- **TASK DETAILS**
Each entry is to be printed again word for word.

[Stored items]
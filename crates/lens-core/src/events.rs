use serde::de::{self, Visitor};
use serde::{Deserialize, Deserializer, Serialize, Serializer};
use serde_json::{Map, Value};
use std::fmt;
use thiserror::Error;

use crate::agents::AgentId;

/// Lifecycle events broadcast by the orchestrator over `/ws/events`.
///
/// The recognized set is closed, but the stream is append-only and the
/// backend may grow it; unrecognized kinds are preserved verbatim so they
/// still show up in the raw event feed.
#[derive(Debug, Clone, PartialEq, Eq, Serialize, Deserialize)]
#[serde(rename_all = "snake_case")]
pub enum EventKind {
    AgentStart,
    AgentEnd,
    Token,
    CodeWritten,
    FileCreated,
    Execution,
    ExecutionStep,
    Error,
    Complete,
    PlanCreated,
    WorkspaceReset,
    Retry,
    CodeReviewed,
    #[serde(untagged)]
    Other(String),
}

impl EventKind {
    pub fn as_str(&self) -> &str {
        match self {
            Self::AgentStart => "agent_start",
            Self::AgentEnd => "agent_end",
            Self::Token => "token",
            Self::CodeWritten => "code_written",
            Self::FileCreated => "file_created",
            Self::Execution => "execution",
            Self::ExecutionStep => "execution_step",
            Self::Error => "error",
            Self::Complete => "complete",
            Self::PlanCreated => "plan_created",
            Self::WorkspaceReset => "workspace_reset",
            Self::Retry => "retry",
            Self::CodeReviewed => "code_reviewed",
            Self::Other(kind) => kind.as_str(),
        }
    }

    /// True for kinds outside the recognized set; the reducer skips them.
    pub fn is_recognized(&self) -> bool {
        !matches!(self, Self::Other(_))
    }
}

impl fmt::Display for EventKind {
    fn fmt(&self, f: &mut fmt::Formatter<'_>) -> fmt::Result {
        f.write_str(self.as_str())
    }
}

/// Seconds since the Unix epoch. The backend emits a float, but RFC 3339
/// strings from older builds are accepted too.
#[derive(Debug, Clone, Copy, PartialEq, PartialOrd)]
pub struct EventTimestamp(pub f64);

impl Serialize for EventTimestamp {
    fn serialize<S>(&self, serializer: S) -> Result<S::Ok, S::Error>
    where
        S: Serializer,
    {
        serializer.serialize_f64(self.0)
    }
}

impl<'de> Deserialize<'de> for EventTimestamp {
    fn deserialize<D>(deserializer: D) -> Result<Self, D::Error>
    where
        D: Deserializer<'de>,
    {
        struct EventTimestampVisitor;

        impl<'de> Visitor<'de> for EventTimestampVisitor {
            type Value = EventTimestamp;

            fn expecting(&self, formatter: &mut fmt::Formatter<'_>) -> fmt::Result {
                formatter.write_str("an epoch timestamp as number or RFC 3339 string")
            }

            fn visit_f64<E>(self, value: f64) -> Result<Self::Value, E>
            where
                E: de::Error,
            {
                Ok(EventTimestamp(value))
            }

            fn visit_u64<E>(self, value: u64) -> Result<Self::Value, E>
            where
                E: de::Error,
            {
                Ok(EventTimestamp(value as f64))
            }

            fn visit_i64<E>(self, value: i64) -> Result<Self::Value, E>
            where
                E: de::Error,
            {
                Ok(EventTimestamp(value as f64))
            }

            fn visit_str<E>(self, value: &str) -> Result<Self::Value, E>
            where
                E: de::Error,
            {
                if let Ok(parsed) = chrono::DateTime::parse_from_rfc3339(value) {
                    let millis = parsed.timestamp_millis() as f64;
                    return Ok(EventTimestamp(millis / 1000.0));
                }
                let seconds = value
                    .trim()
                    .parse::<f64>()
                    .map_err(|err| E::custom(format!("invalid timestamp '{value}': {err}")))?;
                Ok(EventTimestamp(seconds))
            }
        }

        deserializer.deserialize_any(EventTimestampVisitor)
    }
}

#[derive(Debug, Error)]
pub enum EventParseError {
    #[error("malformed event payload: {0}")]
    Malformed(#[from] serde_json::Error),
}

/// One lifecycle notification from the event stream. Immutable once
/// received; `data` carries the kind-specific payload as loose JSON.
#[derive(Debug, Clone, PartialEq, Serialize, Deserialize)]
pub struct AgentEvent {
    #[serde(rename = "type")]
    pub kind: EventKind,
    pub agent: String,
    #[serde(default)]
    pub timestamp: Option<EventTimestamp>,
    #[serde(default)]
    pub data: Map<String, Value>,
}

impl AgentEvent {
    pub fn parse(text: &str) -> Result<Self, EventParseError> {
        Ok(serde_json::from_str(text)?)
    }

    /// The roster slot this event addresses, if the agent id is known.
    pub fn agent_id(&self) -> Option<AgentId> {
        self.agent.parse().ok()
    }

    pub fn data_str(&self, key: &str) -> Option<&str> {
        self.data.get(key).and_then(Value::as_str)
    }

    pub fn data_f64(&self, key: &str) -> Option<f64> {
        self.data.get(key).and_then(Value::as_f64)
    }
}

- **RESPONSE**
filename crates/lens-core/src/events.rs
use serde::de::{self, Visitor};
use serde::{Deserialize, Deserializer, Serialize, Serializer};
use serde_json::{Map, Value};
use std::fmt;
use thiserror::Error;

use crate::agents::AgentId;

/// Lifecycle events broadcast by the orchestrator over `/ws/events`.
///
/// The recognized set is closed, but the stream is append-only and the
/// backend may grow it; unrecognized kinds are preserved verbatim so they
/// still show up in the raw event feed.
#[derive(Debug, Clone, PartialEq, Eq, Serialize, Deserialize)]
#[serde(rename_all = "snake_case")]
pub enum EventKind {
    AgentStart,
    AgentEnd,
    Token,
    CodeWritten,
    FileCreated,
    Execution,
    ExecutionStep,
    Error,
    Complete,
    PlanCreated,
    WorkspaceReset,
    Retry,
    CodeReviewed,
    #[serde(untagged)]
    Other(String),
}

impl EventKind {
    pub fn as_str(&self) -> &str {
        match self {
            Self::AgentStart => "agent_start",
            Self::AgentEnd => "agent_end",
            Self::Token => "token",
            Self::CodeWritten => "code_written",
            Self::FileCreated => "file_created",
            Self::Execution => "execution",
            Self::ExecutionStep => "execution_step",
            Self::Error => "error",
            Self::Complete => "complete",
            Self::PlanCreated => "plan_created",
            Self::WorkspaceReset => "workspace_reset",
            Self::Retry => "retry",
            Self::CodeReviewed => "code_reviewed",
            Self::Other(kind) => kind.as_str(),
        }
    }

    /// True for kinds outside the recognized set; the reducer skips them.
    pub fn is_recognized(&self) -> bool {
        !matches!(self, Self::Other(_))
    }
}

impl fmt::Display for EventKind {
    fn fmt(&self, f: &mut fmt::Formatter<'_>) -> fmt::Result {
        f.write_str(self.as_str())
    }
}

/// Seconds since the Unix epoch. The backend emits a float, but RFC 3339
/// strings from older builds are accepted too.
#[derive(Debug, Clone, Copy, PartialEq, PartialOrd)]
pub struct EventTimestamp(pub f64);

impl Serialize for EventTimestamp {
    fn serialize<S>(&self, serializer: S) -> Result<S::Ok, S::Error>
    where
        S: Serializer,
    {
        serializer.serialize_f64(self.0)
    }
}

impl<'de> Deserialize<'de> for EventTimestamp {
    fn deserialize<D>(deserializer: D) -> Result<Self, D::Error>
    where
        D: Deserializer<'de>,
    {
        struct EventTimestampVisitor;

        impl<'de> Visitor<'de> for EventTimestampVisitor {
            type Value = EventTimestamp;

            fn expecting(&self, formatter: &mut fmt::Formatter<'_>) -> fmt::Result {
                formatter.write_str("an epoch timestamp as number or RFC 3339 string")
            }

            fn visit_f64<E>(self, value: f64) -> Result<Self::Value, E>
            where
                E: de::Error,
            {
                Ok(EventTimestamp(value))
            }

            fn visit_u64<E>(self, value: u64) -> Result<Self::Value, E>
            where
                E: de::Error,
            {
                Ok(EventTimestamp(value as f64))
            }

            fn visit_i64<E>(self, value: i64) -> Result<Self::Value, E>
            where
                E: de::Error,
            {
                Ok(EventTimestamp(value as f64))
            }

            fn visit_str<E>(self, value: &str) -> Result<Self::Value, E>
            where
                E: de::Error,
            {
                if let Ok(parsed) = chrono::DateTime::parse_from_rfc3339(value) {
                    let millis = parsed.timestamp_millis() as f64;
                    return Ok(EventTimestamp(millis / 1000.0));
                }
                let seconds = value
                    .trim()
                    .parse::<f64>()
                    .map_err(|err| E::custom(format!("invalid timestamp '{value}': {err}")))?;
                Ok(EventTimestamp(seconds))
            }
        }

        deserializer.deserialize_any(EventTimestampVisitor)
    }
}

#[derive(Debug, Error)]
pub enum EventParseError {
    #[error("malformed event payload: {0}")]
    Malformed(#[from] serde_json::Error),
}

/// One lifecycle notification from the event stream. Immutable once
/// received; `data` carries the kind-specific payload as loose JSON.
#[derive(Debug, Clone, PartialEq, Serialize, Deserialize)]
pub struct AgentEvent {
    #[serde(rename = "type")]
    pub kind: EventKind,
    pub agent: String,
    #[serde(default)]
    pub timestamp: Option<EventTimestamp>,
    #[serde(default)]
    pub data: Map<String, Value>,
}

impl AgentEvent {
    pub fn parse(text: &str) -> Result<Self, EventParseError> {
        Ok(serde_json::from_str(text)?)
    }

    /// The roster slot this event addresses, if the agent id is known.
    pub fn agent_id(&self) -> Option<AgentId> {
        self.agent.parse().ok()
    }

    pub fn data_str(&self, key: &str) -> Option<&str> {
        self.data.get(key).and_then(Value::as_str)
    }

    pub fn data_f64(&self, key: &str) -> Option<f64> {
        self.data.get(key).and_then(Value::as_f64)
    }
}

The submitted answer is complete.